We do the smallest thing possible and get it out as quickly as possible. If you make suggestions that can be excluded from the first iteration, turn them into a separate issue that you link. Don't write a large plan; only write the first step. Trust that you'll know better how to proceed after something is released. You're doing it right if you're slightly embarrassed by the minimal feature set shipped in the first iteration. This value is the one people most underestimate when they join GitLab. The impact both on your work process and on how much you achieve is greater than anticipated. In the beginning, it hurts to make decisions fast and to see that things are changed with less consultation. But frequently, the simplest version turns out to be the best one.

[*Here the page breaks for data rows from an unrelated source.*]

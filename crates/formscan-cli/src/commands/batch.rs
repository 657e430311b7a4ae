//! Batch filling for multiple OCR records.

use std::fs;
use std::path::{Path, PathBuf};
use std::time::Instant;

use clap::Args;
use console::style;
use glob::glob;
use indicatif::{MultiProgress, ProgressBar, ProgressStyle};
use serde::Serialize;
use tracing::{debug, error, warn};

use formscan_core::{
    DocumentDomain, FillOutcome, FormFiller, FormscanConfig, RawExtractionRecord, TemplateLibrary,
};

use super::{format_output, load_config, load_library, DomainArg, OutputFormat};

/// Arguments for the batch command.
#[derive(Args)]
pub struct BatchArgs {
    /// Input files or glob pattern
    #[arg(required = true)]
    input: String,

    /// Output directory
    #[arg(short, long)]
    output_dir: Option<PathBuf>,

    /// Output format for each file
    #[arg(short, long, value_enum, default_value = "json")]
    format: OutputFormat,

    /// Template library file, overrides the configured one
    #[arg(short, long)]
    templates: Option<PathBuf>,

    /// Domain every form accepts (defaults to each record's own domain)
    #[arg(short, long, value_enum)]
    domain: Option<DomainArg>,

    /// Also generate a summary CSV
    #[arg(long)]
    summary: bool,

    /// Continue on error
    #[arg(long)]
    continue_on_error: bool,
}

/// Result of filling from a single record.
struct FillResult {
    path: PathBuf,
    outcome: Option<FillOutcome>,
    error: Option<String>,
    processing_time_ms: u64,
}

impl FillResult {
    fn status(&self) -> &'static str {
        match &self.outcome {
            Some(FillOutcome::Filled(_)) => "filled",
            Some(FillOutcome::NoTemplate { .. }) => "no_template",
            Some(FillOutcome::DomainMismatch { .. }) => "domain_mismatch",
            None => "error",
        }
    }
}

/// One line of the summary CSV.
#[derive(Serialize)]
struct SummaryRow<'a> {
    file: &'a str,
    status: &'a str,
    template: &'a str,
    filled: Option<usize>,
    total: Option<usize>,
    processing_time_ms: u64,
    error: &'a str,
}

pub async fn run(args: BatchArgs, config_path: Option<&str>) -> anyhow::Result<()> {
    let start = Instant::now();

    let config = load_config(config_path)?;
    let library = load_library(&config, args.templates.as_deref())?;

    let files: Vec<PathBuf> = glob(&args.input)?
        .filter_map(|r| r.ok())
        .filter(|p| {
            let ext = p.extension().and_then(|e| e.to_str()).unwrap_or("");
            ext.eq_ignore_ascii_case("json")
        })
        .collect();

    if files.is_empty() {
        anyhow::bail!("No matching files found for pattern: {}", args.input);
    }

    println!(
        "{} Found {} records to process",
        style("ℹ").blue(),
        files.len()
    );

    if let Some(ref output_dir) = args.output_dir {
        fs::create_dir_all(output_dir)?;
    }

    let multi_progress = MultiProgress::new();
    let overall_pb = multi_progress.add(ProgressBar::new(files.len() as u64));
    overall_pb.set_style(
        ProgressStyle::default_bar()
            .template("{spinner:.green} [{elapsed_precise}] [{bar:40.cyan/blue}] {pos}/{len} records")
            .unwrap_or_else(|_| ProgressStyle::default_bar())
            .progress_chars("=>-"),
    );

    let mut results = Vec::with_capacity(files.len());

    for path in files {
        let file_start = Instant::now();
        let result = fill_single_file(&path, &library, &args, &config);
        let processing_time_ms = file_start.elapsed().as_millis() as u64;

        match result {
            Ok(outcome) => {
                results.push(FillResult {
                    path,
                    outcome: Some(outcome),
                    error: None,
                    processing_time_ms,
                });
            }
            Err(e) => {
                let error_msg = e.to_string();
                if args.continue_on_error {
                    warn!("Failed to process {}: {}", path.display(), error_msg);
                    results.push(FillResult {
                        path,
                        outcome: None,
                        error: Some(error_msg),
                        processing_time_ms,
                    });
                } else {
                    error!("Failed to process {}: {}", path.display(), error_msg);
                    anyhow::bail!("Processing failed: {}", error_msg);
                }
            }
        }

        overall_pb.inc(1);
    }

    overall_pb.finish_with_message("Complete");

    if let Some(output_dir) = &args.output_dir {
        for result in &results {
            let Some(FillOutcome::Filled(output)) = &result.outcome else {
                continue;
            };

            let output_name = result
                .path
                .file_stem()
                .and_then(|s| s.to_str())
                .unwrap_or("record");
            let output_path = output_dir.join(format!("{}.{}", output_name, args.format.extension()));

            fs::write(&output_path, format_output(output, args.format)?)?;
            debug!("Wrote output to {}", output_path.display());
        }
    }

    if args.summary {
        let summary_path = args
            .output_dir
            .as_ref()
            .map(|d| d.join("summary.csv"))
            .unwrap_or_else(|| PathBuf::from("summary.csv"));

        write_summary(&summary_path, &results)?;
        println!(
            "{} Summary written to {}",
            style("✓").green(),
            summary_path.display()
        );
    }

    let filled = results.iter().filter(|r| r.status() == "filled").count();
    let failed: Vec<_> = results.iter().filter(|r| r.error.is_some()).collect();
    let skipped = results.len() - filled - failed.len();

    println!();
    println!(
        "{} Processed {} records in {:?}",
        style("✓").green(),
        results.len(),
        start.elapsed()
    );
    println!(
        "   {} filled, {} skipped, {} failed",
        style(filled).green(),
        style(skipped).yellow(),
        style(failed.len()).red()
    );

    if !failed.is_empty() {
        println!();
        println!("{}", style("Failed records:").red());
        for result in &failed {
            println!(
                "  - {}: {}",
                result.path.display(),
                result.error.as_deref().unwrap_or("unknown error")
            );
        }
    }

    Ok(())
}

fn fill_single_file(
    path: &Path,
    library: &TemplateLibrary,
    args: &BatchArgs,
    config: &FormscanConfig,
) -> anyhow::Result<FillOutcome> {
    let record = RawExtractionRecord::from_file(path)?;
    let domain = args
        .domain
        .map(DocumentDomain::from)
        .unwrap_or(record.document_type);

    let filler = FormFiller::from_config(domain, config);
    Ok(filler.fill(record, library, None))
}

fn write_summary(path: &Path, results: &[FillResult]) -> anyhow::Result<()> {
    let mut wtr = csv::Writer::from_path(path)?;

    for result in results {
        let file = result
            .path
            .file_name()
            .and_then(|s| s.to_str())
            .unwrap_or("");
        let output = result.outcome.as_ref().and_then(FillOutcome::output);

        wtr.serialize(SummaryRow {
            file,
            status: result.status(),
            template: output.map(|o| o.template_id.as_str()).unwrap_or(""),
            filled: output.map(|o| o.filled_count),
            total: output.map(|o| o.total_count),
            processing_time_ms: result.processing_time_ms,
            error: result.error.as_deref().unwrap_or(""),
        })?;
    }

    wtr.flush()?;
    Ok(())
}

People that join GitLab all say they already practice iteration. But this is the value that is the hardest to understand and adopt. People are trained that if you don't deliver a perfect or polished thing, there will be a problem. If you do just one piece of something, you have to come back to it. Doing the whole thing seems more efficient, even though it isn't. If the complete picture is not clear, your work might not be perceived as you want it to be perceived. It seems better to make a comprehensive product. They see other GitLab team members being really effective with iteration but don't know how to make the transition, and it's hard to shake the fear that constant iteration can lead to shipping lower-quality work or a worse product. It is possible to ship a minimally viable product while continuing to adhere to the documented quality standards.

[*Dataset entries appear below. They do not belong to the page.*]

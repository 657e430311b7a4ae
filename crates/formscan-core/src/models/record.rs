//! Raw OCR records and document domains.

use std::collections::HashMap;
use std::fmt;
use std::path::Path;
use std::str::FromStr;

use serde::{Deserialize, Deserializer, Serialize};

use crate::error::RecordError;
use crate::models::template::FormTemplate;

/// Known legal text types, in the order offered to users.
pub const LEGAL_TEXT_TYPES: &[&str] = &[
    "Loi",
    "Décret",
    "Arrêté",
    "Ordonnance",
    "Circulaire",
    "Instruction",
    "Jurisprudence",
    "Fonction Publique",
    "Jurisprudence Fonction Publique",
    "Constitution",
    "Règlement",
    "Décision",
    "Texte Constitutionnel",
    "Accord",
    "Convention",
    "Code Juridique",
    "Déclaration",
    "Bulletin",
];

/// Known legal text categories.
pub const LEGAL_TEXT_CATEGORIES: &[&str] = &[
    "Textes Législatifs",
    "Textes Réglementaires",
    "Décisions Judiciaires",
    "Administration Publique",
    "Communications Officielles",
    "Textes Juridiques",
    "Publications",
    "Accords Internationaux",
    "Textes Constitutionnels",
];

/// Known administrative procedure types.
pub const PROCEDURE_TYPES: &[&str] = &[
    "Procédure Administrative",
    "Procédure",
    "Procedure Administrative",
];

/// Known administrative procedure categories.
pub const PROCEDURE_CATEGORIES: &[&str] = &[
    "Procédures Administratives",
    "Urbanisme",
    "État civil",
    "Social",
    "Fiscal",
    "Commerce",
    "Environnement",
    "Santé",
    "Éducation",
    "Transport",
    "Agriculture",
    "Fiscalité",
    "Fonction Publique",
    "État Civil",
    "Emploi",
];

/// Domain a document (and a template) belongs to.
#[derive(Debug, Clone, Copy, PartialEq, Eq, Hash, Serialize, Deserialize)]
#[serde(rename_all = "lowercase")]
pub enum DocumentDomain {
    /// Legal texts (laws, decrees, orders...).
    Legal,
    /// Administrative procedures.
    Procedure,
}

impl DocumentDomain {
    /// Discriminator string used on the wire.
    pub fn as_str(&self) -> &'static str {
        match self {
            Self::Legal => "legal",
            Self::Procedure => "procedure",
        }
    }

    /// Known template types for this domain.
    pub fn known_types(&self) -> &'static [&'static str] {
        match self {
            Self::Legal => LEGAL_TEXT_TYPES,
            Self::Procedure => PROCEDURE_TYPES,
        }
    }

    /// Known template categories for this domain.
    pub fn known_categories(&self) -> &'static [&'static str] {
        match self {
            Self::Legal => LEGAL_TEXT_CATEGORIES,
            Self::Procedure => PROCEDURE_CATEGORIES,
        }
    }

    /// Raw type tag some template libraries use instead of a display type.
    pub fn type_tag(&self) -> &'static str {
        match self {
            Self::Legal => "textes_juridiques",
            Self::Procedure => "procedures_administratives",
        }
    }

    /// Type selected when nothing was detected.
    pub fn default_type(&self) -> &'static str {
        self.known_types()[0]
    }

    /// Default library filter: does this template belong to the domain?
    pub fn accepts(&self, template: &FormTemplate) -> bool {
        self.known_types().contains(&template.template_type.as_str())
            || self.known_categories().contains(&template.category.as_str())
            || template.template_type == self.type_tag()
    }
}

impl fmt::Display for DocumentDomain {
    fn fmt(&self, f: &mut fmt::Formatter<'_>) -> fmt::Result {
        f.write_str(self.as_str())
    }
}

impl FromStr for DocumentDomain {
    type Err = RecordError;

    fn from_str(s: &str) -> Result<Self, Self::Err> {
        match s.trim().to_lowercase().as_str() {
            "legal" | "juridique" => Ok(Self::Legal),
            "procedure" | "procédure" => Ok(Self::Procedure),
            other => Err(RecordError::UnknownDocumentType(other.to_string())),
        }
    }
}

/// Key/value output of the OCR step for one document.
///
/// Values that were not strings in the source JSON are coerced on the way in:
/// numbers and booleans keep their textual form, `null`, arrays and objects
/// become the empty string.
#[derive(Debug, Clone, PartialEq, Serialize, Deserialize)]
#[serde(rename_all = "camelCase")]
pub struct RawExtractionRecord {
    /// Domain discriminator.
    pub document_type: DocumentDomain,

    /// Raw recognized fields.
    #[serde(default, deserialize_with = "deserialize_form_data")]
    pub form_data: HashMap<String, String>,
}

impl RawExtractionRecord {
    /// Create an empty record for a domain.
    pub fn new(document_type: DocumentDomain) -> Self {
        Self {
            document_type,
            form_data: HashMap::new(),
        }
    }

    /// Add a raw field.
    pub fn with_field(mut self, key: impl Into<String>, value: impl Into<String>) -> Self {
        self.form_data.insert(key.into(), value.into());
        self
    }

    /// Exact key lookup.
    pub fn get(&self, key: &str) -> Option<&str> {
        self.form_data.get(key).map(String::as_str)
    }

    /// Parse a record from its JSON boundary form.
    pub fn from_json(json: &str) -> Result<Self, RecordError> {
        serde_json::from_str(json).map_err(|e| RecordError::Parse(e.to_string()))
    }

    /// Load a record from a JSON file.
    pub fn from_file(path: &Path) -> crate::Result<Self> {
        let content = std::fs::read_to_string(path)?;
        Ok(Self::from_json(&content)?)
    }
}

fn deserialize_form_data<'de, D>(deserializer: D) -> Result<HashMap<String, String>, D::Error>
where
    D: Deserializer<'de>,
{
    let raw: Option<HashMap<String, serde_json::Value>> = Option::deserialize(deserializer)?;

    Ok(raw
        .unwrap_or_default()
        .into_iter()
        .map(|(key, value)| (key, coerce_text(value)))
        .collect())
}

fn coerce_text(value: serde_json::Value) -> String {
    match value {
        serde_json::Value::String(s) => s,
        serde_json::Value::Number(n) => n.to_string(),
        serde_json::Value::Bool(b) => b.to_string(),
        serde_json::Value::Null | serde_json::Value::Array(_) | serde_json::Value::Object(_) => {
            String::new()
        }
    }
}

The way to resolve this is to write down only what you can do with the time you have for this project right now. That might be 5 minutes or 2 hours. Think of what you can complete in that time that would improve the current situation. Iteration can be uncomfortable, even painful. If you're doing iteration correctly, it should be. Reverting work back to a previous state is positive, not negative. We're quickly getting feedback and learning from it. Making a small change prevented a bigger revert and made it easier to revert.

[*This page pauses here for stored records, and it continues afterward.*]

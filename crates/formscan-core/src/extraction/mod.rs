//! Extraction pipeline: synonym resolution, free-text patterns, keyword
//! classification and field binding.

pub mod binder;
pub mod classifier;
pub mod defaults;
pub mod pipeline;
pub mod rules;
pub mod synonyms;

pub use binder::{FieldBinder, FieldRule, ValueSource};
pub use classifier::{CategoryClassifier, Classification, ClassifierAxis};
pub use defaults::apply_defaults;
pub use pipeline::{FillOutcome, FormFiller};
pub use synonyms::{CanonicalValueMap, Concept, SynonymResolver};
use assert_cmd::Command;
use predicates::prelude::*;
use std::fs;
use std::path::{Path, PathBuf};
use tempfile::TempDir;

const DECREE_RECORD: &str = r#"{
    "documentType": "legal",
    "formData": {
        "titre": "Décret exécutif n° 24-10 relatif à la protection des données",
        "date_journal": "2024-01-10"
    }
}"#;

const PROCEDURE_RECORD: &str = r#"{
    "documentType": "procedure",
    "formData": {
        "procedureName": "Inscription au registre du commerce",
        "content": "Démarche réservée à toute société commerciale"
    }
}"#;

/// Temp dir with a config that switches to review mode immediately.
fn workspace() -> (TempDir, PathBuf) {
    let dir = TempDir::new().unwrap();
    let config = dir.path().join("config.json");
    fs::write(&config, r#"{"review": {"delay_ms": 0}}"#).unwrap();
    (dir, config)
}

fn formscan(config: &Path) -> Command {
    let mut cmd = Command::cargo_bin("formscan").unwrap();
    cmd.arg("--config").arg(config);
    cmd
}

#[test]
fn fill_prints_json_and_summary() {
    let (dir, config) = workspace();
    let record = dir.path().join("decret.json");
    fs::write(&record, DECREE_RECORD).unwrap();

    formscan(&config)
        .arg("fill")
        .arg(&record)
        .assert()
        .success()
        .stdout(predicate::str::contains(r#""templateId": "builtin-decret""#))
        .stdout(predicate::str::contains(r#""selectedType": "Décret""#))
        .stderr(predicate::str::contains("remplis automatiquement"));
}

#[test]
fn fill_writes_text_output_file() {
    let (dir, config) = workspace();
    let record = dir.path().join("procedure.json");
    let output = dir.path().join("out.txt");
    fs::write(&record, PROCEDURE_RECORD).unwrap();

    formscan(&config)
        .args(["fill", "--no-review", "-f", "text", "-o"])
        .arg(&output)
        .arg(&record)
        .assert()
        .success()
        .stdout(predicate::str::contains("Output written to"));

    let text = fs::read_to_string(&output).unwrap();
    assert!(text.contains("Template: builtin-procedure"));
    assert!(text.contains("Audience: entreprise"));
    assert!(text.contains("Filled:"));
}

#[test]
fn fill_reports_domain_mismatch_without_failing() {
    let (dir, config) = workspace();
    let record = dir.path().join("decret.json");
    fs::write(&record, DECREE_RECORD).unwrap();

    formscan(&config)
        .args(["fill", "--domain", "procedure"])
        .arg(&record)
        .assert()
        .success()
        .stdout(predicate::str::is_empty())
        .stderr(predicate::str::contains("Incompatible document type"));
}

#[test]
fn fill_missing_input_fails() {
    let (dir, config) = workspace();

    formscan(&config)
        .arg("fill")
        .arg(dir.path().join("absent.json"))
        .assert()
        .failure()
        .stderr(predicate::str::contains("Input file not found"));
}

#[test]
fn fill_with_empty_library_reports_no_template() {
    let (dir, config) = workspace();
    fs::write(
        &config,
        r#"{"review": {"delay_ms": 0}, "templates": {"include_builtin": false}}"#,
    )
    .unwrap();
    let record = dir.path().join("decret.json");
    fs::write(&record, DECREE_RECORD).unwrap();

    formscan(&config)
        .arg("fill")
        .arg(&record)
        .assert()
        .success()
        .stderr(predicate::str::contains("No legal template available"));
}

#[test]
fn batch_writes_outputs_and_summary() {
    let (dir, config) = workspace();
    let records = dir.path().join("records");
    let out = dir.path().join("out");
    fs::create_dir_all(&records).unwrap();
    fs::write(records.join("decret.json"), DECREE_RECORD).unwrap();
    fs::write(records.join("procedure.json"), PROCEDURE_RECORD).unwrap();
    fs::write(records.join("broken.json"), "{ not json").unwrap();

    let pattern = format!("{}/*.json", records.display());
    formscan(&config)
        .args(["batch", &pattern, "--summary", "--continue-on-error", "-o"])
        .arg(&out)
        .assert()
        .success()
        .stdout(predicate::str::contains("2 filled, 0 skipped, 1 failed"));

    assert!(out.join("decret.json").exists());
    assert!(out.join("procedure.json").exists());
    assert!(!out.join("broken.json").exists());

    let summary = fs::read_to_string(out.join("summary.csv")).unwrap();
    assert!(summary.starts_with("file,status,template,filled,total,processing_time_ms,error"));
    assert!(summary.contains("decret.json,filled,builtin-decret"));
    assert!(summary.contains("broken.json,error"));
}

#[test]
fn batch_stops_on_first_error_by_default() {
    let (dir, config) = workspace();
    fs::write(dir.path().join("broken.json"), "{ not json").unwrap();

    let pattern = format!("{}/*.json", dir.path().display());
    formscan(&config)
        .args(["batch", &pattern])
        .assert()
        .failure()
        .stderr(predicate::str::contains("Processing failed"));
}

#[test]
fn templates_list_shows_domain_view() {
    let (_dir, config) = workspace();

    formscan(&config)
        .args(["templates", "list", "--domain", "legal"])
        .assert()
        .success()
        .stdout(predicate::str::contains("builtin-loi"))
        .stdout(predicate::str::contains("builtin-arrete"))
        .stdout(predicate::str::contains("builtin-procedure").not());
}

#[test]
fn templates_match_uses_substring() {
    let (_dir, config) = workspace();

    formscan(&config)
        .args(["templates", "match", "décret exécutif"])
        .assert()
        .success()
        .stdout(predicate::str::contains("builtin-decret"))
        .stdout(predicate::str::contains("Substring"));
}

#[test]
fn templates_from_library_file() {
    let (dir, config) = workspace();
    let library = dir.path().join("library.json");
    fs::write(
        &library,
        r#"[{"id": "ordonnance-tpl", "name": "Ordonnance", "type": "Ordonnance",
             "fields": [{"name": "titre", "label": "Titre", "type": "text"}]}]"#,
    )
    .unwrap();

    formscan(&config)
        .args(["templates", "show", "ordonnance-tpl", "--templates"])
        .arg(&library)
        .assert()
        .success()
        .stdout(predicate::str::contains("Type: Ordonnance"))
        .stdout(predicate::str::contains("titre"));
}

#[test]
fn classify_prints_json() {
    let (dir, config) = workspace();
    let text = dir.path().join("texte.txt");
    fs::write(
        &text,
        "Arrêté du 12 mars 2023 fixant les conditions d'exercice du commerce ambulant.",
    )
    .unwrap();

    formscan(&config)
        .args(["classify", "--json", "--patterns"])
        .arg(&text)
        .assert()
        .success()
        .stdout(predicate::str::contains(r#""documentType": "Arrêté""#))
        .stdout(predicate::str::contains(r#""category": "Commerce""#))
        .stdout(predicate::str::contains(r#""date": "2023-03-12""#));
}

#[test]
fn config_set_and_get() {
    let (dir, _) = workspace();
    let config = dir.path().join("nested").join("config.json");

    formscan(&config)
        .args(["config", "init"])
        .assert()
        .success();
    assert!(config.exists());

    formscan(&config)
        .args(["config", "set", "review.delay_ms", "100"])
        .assert()
        .success();

    formscan(&config)
        .args(["config", "get", "review.delay_ms"])
        .assert()
        .success()
        .stdout(predicate::str::contains("100"));

    formscan(&config)
        .args(["config", "set", "review.unknown", "1"])
        .assert()
        .failure()
        .stderr(predicate::str::contains("Configuration key not found"));
}

#[test]
fn fill_summary_lists_empty_fields() {
    let (dir, config) = workspace();
    let record = dir.path().join("decret.json");
    fs::write(&record, DECREE_RECORD).unwrap();

    formscan(&config)
        .args(["fill", "--summary", "-f", "csv"])
        .arg(&record)
        .assert()
        .success()
        .stdout(predicate::str::starts_with("template_id,titre"))
        .stderr(predicate::str::contains("Left empty:"))
        .stderr(predicate::str::contains("numero_texte"));
}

However, if we take smaller steps and ship smaller, simpler features, we get feedback sooner. Instead of spending time working on the wrong feature or going in the wrong direction, we can ship the smallest product, receive fast feedback, and course correct. People might ask why something was not perfect. In that case, mention that it was an iteration, you spent only "x" amount of time on it, and that the next iteration will contain "y" and be ready on "z".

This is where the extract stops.